Ending the Stigma
Diabetes. Cancer. Alzheimer’s. They’re noble causes that hundreds of thousands of individuals across the nation come together to raise funds and awareness for.
Depression. Suicide. Anxiety. They’re causes just as noble, though are so often stigmatized.
But mental illness isn’t just having a bad day. It’s not just feeling a little bummed every now and then. It’s not just a simple switch able to be turned off.
Mental illness is life-changing. It’s unpredictable. It often requires both psychological and medical treatment, in addition to conscious self-care management. It’s very, very real.
In fact, according to NAMI.org:
- 1 in 5 U.S. adults experience mental illness each year
- 1 in 25 U.S. adults experience serious mental illness each year
- 1 in 6 U.S. youth aged 6-17 experience a mental health disorder each year
- Suicide is the 2nd leading cause of death among people aged 10-34
Despite these numbers, less than half of U.S. adults with mental illness received treatment in 2018.
It begs the question: why are individuals not receiving treatment?
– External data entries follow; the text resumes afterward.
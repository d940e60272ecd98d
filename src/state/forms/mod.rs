//! Form domain layer
//!
//! Two ways of holding form input: a generic [`FormBinding`] over named
//! string fields, and a reducer-driven [`ProfileStore`].

mod binding;
mod field;
mod reducer;

pub use binding::{FormBinding, FormError, FormValues, SubmitEvent};
pub use field::{with_char, without_last_char, FormField};
pub use reducer::{ProfileAction, ProfileForm, ProfileStore};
Is it healthcare or cost-related? Or is the stigma against mental illness so powerful it prevents individuals from seeking necessary treatment for fear of tarnishing their personal reputation or even job security?
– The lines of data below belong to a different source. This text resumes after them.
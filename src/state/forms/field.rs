//! Form field descriptors

/// Describes how one input of a form is labelled and displayed
#[derive(Debug, Clone, PartialEq, Eq)]
pub struct FormField {
    pub name: &'static str,
    pub label: &'static str,
    pub is_masked: bool,
}

impl FormField {
    /// Create a plain text field
    pub const fn text(name: &'static str, label: &'static str) -> Self {
        Self {
            name,
            label,
            is_masked: false,
        }
    }

    /// Create a field whose value is hidden when rendered
    pub const fn masked(name: &'static str, label: &'static str) -> Self {
        Self {
            name,
            label,
            is_masked: true,
        }
    }

    /// Get the display value for rendering
    pub fn display_value(&self, value: &str) -> String {
        if self.is_masked {
            "•".repeat(value.chars().count())
        } else {
            value.to_string()
        }
    }
}

/// Value after typing one character at the end
pub fn with_char(value: &str, c: char) -> String {
    let mut next = value.to_string();
    next.push(c);
    next
}

/// Value after a backspace
pub fn without_last_char(value: &str) -> String {
    let mut next = value.to_string();
    next.pop();
    next
}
We want to see change. That’s why PRSA Pittsburgh has partnered with NAMI Keystone this past year to offer communications outreach on behalf of their “CEOs Against Stigma” campaign.
NAMIWalks Keystone Pennsylvania
And now you can help, too. Join us at the NAMIWalks Keystone Pennsylvania on Sunday, October 6 at the Monroeville Community Park West.
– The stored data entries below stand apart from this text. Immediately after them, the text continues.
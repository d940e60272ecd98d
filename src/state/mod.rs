//! Application state module

mod app_state;
mod counter;
mod fetch;
mod forms;
mod login;
mod memo;
mod theme;

pub use app_state::*;
pub use counter::*;
pub use fetch::*;
pub use forms::*;
pub use login::*;
pub use memo::*;
pub use theme::*;
//! HTTP client for the users endpoint
//!
//! Issues a single unauthenticated GET and decodes the body as a JSON array
//! of user records.

use super::traits::{FetchError, User, UserSource};
use async_trait::async_trait;

/// Default users endpoint
pub const DEFAULT_ENDPOINT: &str = "https://jsonplaceholder.typicode.com/users";

/// Reads users over HTTP
pub struct HttpUserSource {
    client: reqwest::Client,
    endpoint: String,
}

impl HttpUserSource {
    /// Create a new client for `endpoint`
    pub fn new(endpoint: impl Into<String>) -> Result<Self, FetchError> {
        let client = reqwest::Client::builder()
            .build()
            .map_err(|e| FetchError::Request(e.to_string()))?;

        Ok(Self {
            client,
            endpoint: endpoint.into(),
        })
    }

    pub fn endpoint(&self) -> &str {
        &self.endpoint
    }
}

#[async_trait]
impl UserSource for HttpUserSource {
    async fn list_users(&self) -> Result<Vec<User>, FetchError> {
        let response = self
            .client
            .get(&self.endpoint)
            .send()
            .await
            .map_err(|e| FetchError::Request(e.to_string()))?;

        let status = response.status();
        if !status.is_success() {
            return Err(FetchError::Status(status.as_u16()));
        }

        let body = response
            .bytes()
            .await
            .map_err(|e| FetchError::Request(e.to_string()))?;

        serde_json::from_slice(&body).map_err(|e| FetchError::Decode(e.to_string()))
    }
}

#[cfg(test)]
mod tests {
    use super::*;
    use tokio::io::{AsyncReadExt, AsyncWriteExt};
    use tokio::net::TcpListener;

    /// Serve one canned HTTP response on a local port and return its URL
    async fn serve_once(status_line: &'static str, body: &'static str) -> String {
        let listener = TcpListener::bind("127.0.0.1:0").await.unwrap();
        let addr = listener.local_addr().unwrap();

        tokio::spawn(async move {
            let (mut socket, _) = listener.accept().await.unwrap();
            let mut buf = [0u8; 1024];
            let _ = socket.read(&mut buf).await;
            let response = format!(
                "HTTP/1.1 {status_line}\r\nContent-Type: application/json\r\nContent-Length: {}\r\nConnection: close\r\n\r\n{body}",
                body.len()
            );
            let _ = socket.write_all(response.as_bytes()).await;
            let _ = socket.shutdown().await;
        });

        format!("http://{addr}/users")
    }

    #[tokio::test]
    async fn test_list_users_decodes_records() {
        let url = serve_once("200 OK", r#"[{"id":1,"name":"Ann","email":"a@x.com"}]"#).await;
        let source = HttpUserSource::new(url).unwrap();

        let users = source.list_users().await.unwrap();

        assert_eq!(
            users,
            vec![User {
                id: 1,
                name: "Ann".to_string(),
                email: "a@x.com".to_string(),
            }]
        );
    }

    #[tokio::test]
    async fn test_list_users_reports_http_status() {
        let url = serve_once("500 Internal Server Error", "oops").await;
        let source = HttpUserSource::new(url).unwrap();

        let err = source.list_users().await.unwrap_err();
        assert_eq!(err, FetchError::Status(500));
    }

    #[tokio::test]
    async fn test_list_users_reports_malformed_body() {
        let url = serve_once("200 OK", r#"{"not":"a list"}"#).await;
        let source = HttpUserSource::new(url).unwrap();

        let err = source.list_users().await.unwrap_err();
        assert!(matches!(err, FetchError::Decode(_)));
    }

    #[tokio::test]
    async fn test_list_users_reports_connection_failure() {
        // Bind then drop so the port is very likely closed
        let listener = TcpListener::bind("127.0.0.1:0").await.unwrap();
        let addr = listener.local_addr().unwrap();
        drop(listener);

        let source = HttpUserSource::new(format!("http://{addr}/users")).unwrap();
        let err = source.list_users().await.unwrap_err();
        assert!(matches!(err, FetchError::Request(_)));
    }

    #[test]
    fn test_empty_endpoint_fails_as_request_error() {
        let source = HttpUserSource::new("").unwrap();
        let result = tokio_test::block_on(source.list_users());
        assert!(matches!(result, Err(FetchError::Request(_))));
    }
}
Or, if you can’t make it on Sunday, consider making a donation to our team here.
All funds raised directly support the mission of NAMI to provide support, education, and advocacy to individuals and families right here in our community.
Mental Illness Awareness Week
NAMIWalks Keystone Pennsylvania kicks off this year’s Mental Illness Awareness Week, October 6-12. Mental illness affects everyone directly or indirectly through family, friends or coworkers. Throughout the week, take the time to educate yourself and those around you about the facts surrounding mental illness.
If you or someone you know is in an emergency, call The National Suicide Prevention Lifeline at 800-273-TALK (8255) or call 911 immediately.